# REQUIRED ACTION:
Starting at the top of the entries below, set down every line exactly, please, until you reach the line with "let key = s", which is included too.

RECORDS SHOWN START

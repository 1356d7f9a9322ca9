// Canonical question schema shared by every extraction strategy

use chrono::{DateTime, Utc};
use serde::{Deserialize, Serialize};

/// Closed set of question kinds the back-office can store.
#[derive(Debug, Clone, Copy, PartialEq, Eq, Hash, Default, Serialize, Deserialize)]
#[serde(rename_all = "snake_case")]
pub enum QuestionType {
    #[default]
    McqSingle,
    McqTwo,
    McqThree,
    McqMultiple,
    TrueFalse,
    FillBlank,
    Match,
    ShortAnswer,
    LongAnswer,
    Programming,
}

impl QuestionType {
    pub const ALL: [QuestionType; 10] = [
        QuestionType::McqSingle,
        QuestionType::McqTwo,
        QuestionType::McqThree,
        QuestionType::McqMultiple,
        QuestionType::TrueFalse,
        QuestionType::FillBlank,
        QuestionType::Match,
        QuestionType::ShortAnswer,
        QuestionType::LongAnswer,
        QuestionType::Programming,
    ];

    pub fn as_str(&self) -> &'static str {
        match self {
            QuestionType::McqSingle => "mcq_single",
            QuestionType::McqTwo => "mcq_two",
            QuestionType::McqThree => "mcq_three",
            QuestionType::McqMultiple => "mcq_multiple",
            QuestionType::TrueFalse => "true_false",
            QuestionType::FillBlank => "fill_blank",
            QuestionType::Match => "match",
            QuestionType::ShortAnswer => "short_answer",
            QuestionType::LongAnswer => "long_answer",
            QuestionType::Programming => "programming",
        }
    }

    /// Lenient parse of the spellings found in spreadsheets and model output.
    pub fn parse(s: &str) -> Option<Self> {
        let key = s
            .trim()
            .to_lowercase()
            .replace(['-', ' ', '/'], "_");
        let parsed = match key.as_str() {
            "mcq_single" | "mcq" | "single" | "single_choice" | "mcq_1" => QuestionType::McqSingle,
            "mcq_two" | "mcq_2" | "two_correct" => QuestionType::McqTwo,
            "mcq_three" | "mcq_3" | "three_correct" => QuestionType::McqThree,
            "mcq_multiple" | "multiple" | "multiple_choice" | "multi" => QuestionType::McqMultiple,
            "true_false" | "truefalse" | "tf" | "boolean" => QuestionType::TrueFalse,
            "fill_blank" | "fill_in_the_blank" | "fill_blanks" | "blank" => QuestionType::FillBlank,
            "match" | "matching" | "match_the_following" => QuestionType::Match,
            "short_answer" | "short" => QuestionType::ShortAnswer,
            "long_answer" | "long" | "essay" => QuestionType::LongAnswer,
            "programming" | "code" | "coding" => QuestionType::Programming,
            _ => return None,
        };
        Some(parsed)
    }

    /// Types answered by picking among the four options.
    pub fn is_choice(&self) -> bool {
        matches!(
            self,
            QuestionType::McqSingle
                | QuestionType::McqTwo
                | QuestionType::McqThree
                | QuestionType::McqMultiple
        )
    }

    pub fn is_multi_answer(&self) -> bool {
        matches!(
            self,
            QuestionType::McqTwo | QuestionType::McqThree | QuestionType::McqMultiple
        )
    }
}

#[derive(Debug, Clone, Copy, PartialEq, Eq, Hash, Default, Serialize, Deserialize)]
#[serde(rename_all = "lowercase")]
pub enum Difficulty {
    Easy,
    #[default]
    Medium,
    Hard,
}

impl Difficulty {
    pub fn parse(s: &str) -> Option<Self> {
        match s.trim().to_lowercase().as_str() {
            "easy" | "सोपे" | "सोपा" => Some(Difficulty::Easy),
            "medium" | "moderate" | "मध्यम" => Some(Difficulty::Medium),
            "hard" | "difficult" | "कठीण" => Some(Difficulty::Hard),
            _ => None,
        }
    }

    /// Anything outside the enum collapses to `Medium`.
    pub fn coerce(s: &str) -> Self {
        Self::parse(s).unwrap_or_default()
    }

    pub fn as_str(&self) -> &'static str {
        match self {
            Difficulty::Easy => "easy",
            Difficulty::Medium => "medium",
            Difficulty::Hard => "hard",
        }
    }
}

/// One question as produced by a strategy and consumed by review.
#[derive(Debug, Clone, PartialEq, Serialize, Deserialize)]
#[serde(rename_all = "camelCase")]
pub struct ParsedQuestion {
    #[serde(default)]
    pub question_number: u32,
    #[serde(default)]
    pub question_text_mr: String,
    #[serde(default, skip_serializing_if = "Option::is_none")]
    pub question_text_en: Option<String>,
    #[serde(default)]
    pub options: Vec<String>,
    #[serde(default, skip_serializing_if = "Option::is_none")]
    pub correct_answer: Option<usize>,
    #[serde(default, skip_serializing_if = "Option::is_none")]
    pub correct_answers: Option<Vec<usize>>,
    #[serde(default)]
    pub question_type: QuestionType,
    #[serde(default)]
    pub difficulty: Difficulty,
    #[serde(default)]
    pub marks: u32,
    #[serde(default, skip_serializing_if = "Option::is_none")]
    pub section: Option<String>,
    #[serde(default, skip_serializing_if = "Option::is_none")]
    pub class_level: Option<String>,
    #[serde(default, skip_serializing_if = "Option::is_none")]
    pub parsing_errors: Option<Vec<String>>,
}

impl ParsedQuestion {
    pub fn new(question_number: u32) -> Self {
        Self {
            question_number,
            question_text_mr: String::new(),
            question_text_en: None,
            options: Vec::new(),
            correct_answer: None,
            correct_answers: None,
            question_type: QuestionType::default(),
            difficulty: Difficulty::default(),
            marks: 0,
            section: None,
            class_level: None,
            parsing_errors: None,
        }
    }

    /// Primary (Marathi slot) text is what decides whether a row survives.
    pub fn has_primary_text(&self) -> bool {
        !self.question_text_mr.trim().is_empty()
    }

    /// Records an anomaly once; repeated messages are ignored.
    pub fn record_error(&mut self, message: impl Into<String>) {
        let message = message.into();
        let errors = self.parsing_errors.get_or_insert_with(Vec::new);
        if !errors.contains(&message) {
            errors.push(message);
        }
    }

    pub fn error_count(&self) -> usize {
        self.parsing_errors.as_ref().map(Vec::len).unwrap_or(0)
    }
}

#[derive(Debug, Clone, Copy, PartialEq, Eq, Serialize, Deserialize)]
#[serde(rename_all = "lowercase")]
pub enum ExtractionMethod {
    Ai,
    Legacy,
    Csv,
}

impl ExtractionMethod {
    pub fn as_str(&self) -> &'static str {
        match self {
            ExtractionMethod::Ai => "ai",
            ExtractionMethod::Legacy => "legacy",
            ExtractionMethod::Csv => "csv",
        }
    }
}

/// Per-extraction counters kept with the batch for later diagnosis.
#[derive(Debug, Clone, Default, PartialEq, Serialize, Deserialize)]
#[serde(rename_all = "camelCase")]
pub struct ExtractionDiagnostics {
    pub raw_count: usize,
    pub kept_count: usize,
    pub dropped_count: usize,
    pub rows_with_errors: usize,
    #[serde(default)]
    pub answers_from_key: usize,
    #[serde(default, skip_serializing_if = "Option::is_none")]
    pub prompt_tokens_estimate: Option<usize>,
    #[serde(default, skip_serializing_if = "Option::is_none")]
    pub prompt_tokens: Option<u64>,
    #[serde(default, skip_serializing_if = "Option::is_none")]
    pub completion_tokens: Option<u64>,
}

/// Provenance stored alongside a batch.
#[derive(Debug, Clone, PartialEq, Serialize, Deserialize)]
#[serde(rename_all = "camelCase")]
pub struct ImportMetadata {
    pub file_name: String,
    pub file_size: u64,
    pub file_type: String,
    pub source_sha256: String,
    #[serde(default, skip_serializing_if = "Option::is_none")]
    pub answer_key_file_name: Option<String>,
    pub extraction_method: ExtractionMethod,
    #[serde(default, skip_serializing_if = "Option::is_none")]
    pub ai_model: Option<String>,
    #[serde(default, skip_serializing_if = "Option::is_none")]
    pub catalog_sha256: Option<String>,
    #[serde(default)]
    pub scholarship_mode: bool,
    #[serde(default, skip_serializing_if = "Option::is_none")]
    pub fallback_reason: Option<String>,
    #[serde(default)]
    pub diagnostics: ExtractionDiagnostics,
    #[serde(default, skip_serializing_if = "Option::is_none")]
    pub ai_metadata: Option<serde_json::Value>,
    pub extracted_at: DateTime<Utc>,
}

#[cfg(test)]
mod tests {
    use super::*;

    #[test]
    fn question_type_parses_common_spellings() {
        assert_eq!(QuestionType::parse("MCQ"), Some(QuestionType::McqSingle));
        assert_eq!(
            QuestionType::parse("multiple choice"),
            Some(QuestionType::McqMultiple)
        );
        assert_eq!(QuestionType::parse("true/false"), Some(QuestionType::TrueFalse));
        assert_eq!(QuestionType::parse("fill-blank"), Some(QuestionType::FillBlank));
        assert_eq!(QuestionType::parse("riddle"), None);

        for kind in QuestionType::ALL {
            assert_eq!(QuestionType::parse(kind.as_str()), Some(kind));
        }
    }

    #[test]
    fn unknown_difficulty_collapses_to_medium() {
        assert_eq!(Difficulty::coerce("HARD"), Difficulty::Hard);
        assert_eq!(Difficulty::coerce("extreme"), Difficulty::Medium);
        assert_eq!(Difficulty::coerce(""), Difficulty::Medium);
    }

    #[test]
    fn parsed_question_serializes_compactly() {
        let mut question = ParsedQuestion::new(3);
        question.question_text_mr = "प्रश्न".to_string();
        question.options = vec!["a".into(), "b".into(), "c".into(), "d".into()];
        question.marks = 2;

        let json = serde_json::to_value(&question).unwrap();
        assert_eq!(json["questionNumber"], 3);
        assert_eq!(json["questionType"], "mcq_single");
        assert_eq!(json["difficulty"], "medium");
        assert!(json.get("parsingErrors").is_none());
        assert!(json.get("correctAnswer").is_none());
    }

    #[test]
    fn record_error_ignores_duplicates() {
        let mut question = ParsedQuestion::new(1);
        question.record_error("Expected 4 options, found 2");
        question.record_error("Expected 4 options, found 2");
        assert_eq!(question.error_count(), 1);
    }
}
// CSV reader

use std::borrow::Cow;

use tracing::{debug, warn};

use super::{ParseError, RowMap};

const UTF8_BOM: &str = "\u{feff}";

/// Reads a CSV upload into header-keyed rows. Ragged rows are tolerated and fully
/// blank rows are skipped.
pub fn read_rows(file_name: &str, bytes: &[u8]) -> Result<Vec<RowMap>, ParseError> {
    let content = decode(file_name, bytes);
    let content = content.strip_prefix(UTF8_BOM).unwrap_or(content.as_ref());

    let mut reader = csv::ReaderBuilder::new()
        .flexible(true)
        .has_headers(true)
        .trim(csv::Trim::All)
        .from_reader(content.as_bytes());

    let headers: Vec<String> = reader
        .headers()
        .map_err(|err| ParseError::corrupt("CSV", file_name, format!("unreadable header row: {err}")))?
        .iter()
        .map(|header| header.to_string())
        .collect();
    if headers.iter().all(|header| header.is_empty()) {
        return Err(ParseError::corrupt("CSV", file_name, "missing header row"));
    }

    let mut rows = Vec::new();
    for (index, record) in reader.records().enumerate() {
        let record = record.map_err(|err| {
            ParseError::corrupt("CSV", file_name, format!("row {}: {err}", index + 2))
        })?;
        let row = RowMap::from_cells(&headers, record.iter().map(str::to_string));
        if !row.is_blank() {
            rows.push(row);
        }
    }

    debug!(file = file_name, columns = headers.len(), rows = rows.len(), "csv rows read");
    Ok(rows)
}

fn decode<'a>(file_name: &str, bytes: &'a [u8]) -> Cow<'a, str> {
    match std::str::from_utf8(bytes) {
        Ok(text) => Cow::Borrowed(text),
        Err(_) => {
            warn!(file = file_name, "csv is not valid UTF-8, replacing invalid sequences");
            String::from_utf8_lossy(bytes)
        }
    }
}
// Workbook reader (XLSX, XLS, ODS). Only the first worksheet is read.

use std::io::Cursor;

use calamine::{open_workbook_auto_from_rs, Data, Range, Reader};
use tracing::debug;

use super::{ParseError, RowMap};

pub fn read_rows(file_name: &str, bytes: &[u8]) -> Result<Vec<RowMap>, ParseError> {
    let mut workbook = open_workbook_auto_from_rs(Cursor::new(bytes))
        .map_err(|err| ParseError::corrupt("spreadsheet", file_name, err))?;

    let range = workbook
        .worksheet_range_at(0)
        .ok_or_else(|| ParseError::corrupt("spreadsheet", file_name, "workbook has no worksheets"))?
        .map_err(|err| ParseError::corrupt("spreadsheet", file_name, err))?;

    let rows = rows_from_range(&range);
    debug!(file = file_name, rows = rows.len(), "worksheet rows read");
    Ok(rows)
}

/// First row is the header; every later non-blank row becomes a `RowMap`.
pub fn rows_from_range(range: &Range<Data>) -> Vec<RowMap> {
    let mut iter = range.rows();
    let headers: Vec<String> = match iter.next() {
        Some(header_row) => header_row
            .iter()
            .map(|cell| cell_to_string(cell).trim().to_string())
            .collect(),
        None => return Vec::new(),
    };

    iter.map(|row| RowMap::from_cells(&headers, row.iter().map(cell_to_string)))
        .filter(|row| !row.is_blank())
        .collect()
}

fn cell_to_string(cell: &Data) -> String {
    match cell {
        Data::Empty => String::new(),
        Data::String(s) => s.clone(),
        Data::Int(i) => i.to_string(),
        Data::Float(f) => {
            if f.fract() == 0.0 {
                format!("{:.0}", f)
            } else {
                f.to_string()
            }
        }
        Data::Bool(b) => if *b { "TRUE" } else { "FALSE" }.to_string(),
        Data::DateTime(dt) => dt.to_string(),
        Data::DateTimeIso(s) | Data::DurationIso(s) => s.clone(),
        Data::Error(_) => String::new(),
    }
}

RECORDS SHOWN END

# TASK RESPONSE:
repository 1356d7f9a9322ca9
// Canonical question schema shared by every extraction strategy

use chrono::{DateTime, Utc};
use serde::{Deserialize, Serialize};

/// Closed set of question kinds the back-office can store.
#[derive(Debug, Clone, Copy, PartialEq, Eq, Hash, Default, Serialize, Deserialize)]
#[serde(rename_all = "snake_case")]
pub enum QuestionType {
    #[default]
    McqSingle,
    McqTwo,
    McqThree,
    McqMultiple,
    TrueFalse,
    FillBlank,
    Match,
    ShortAnswer,
    LongAnswer,
    Programming,
}

impl QuestionType {
    pub const ALL: [QuestionType; 10] = [
        QuestionType::McqSingle,
        QuestionType::McqTwo,
        QuestionType::McqThree,
        QuestionType::McqMultiple,
        QuestionType::TrueFalse,
        QuestionType::FillBlank,
        QuestionType::Match,
        QuestionType::ShortAnswer,
        QuestionType::LongAnswer,
        QuestionType::Programming,
    ];

    pub fn as_str(&self) -> &'static str {
        match self {
            QuestionType::McqSingle => "mcq_single",
            QuestionType::McqTwo => "mcq_two",
            QuestionType::McqThree => "mcq_three",
            QuestionType::McqMultiple => "mcq_multiple",
            QuestionType::TrueFalse => "true_false",
            QuestionType::FillBlank => "fill_blank",
            QuestionType::Match => "match",
            QuestionType::ShortAnswer => "short_answer",
            QuestionType::LongAnswer => "long_answer",
            QuestionType::Programming => "programming",
        }
    }

    /// Lenient parse of the spellings found in spreadsheets and model output.
    pub fn parse(s: &str) -> Option<Self> {
        let key = s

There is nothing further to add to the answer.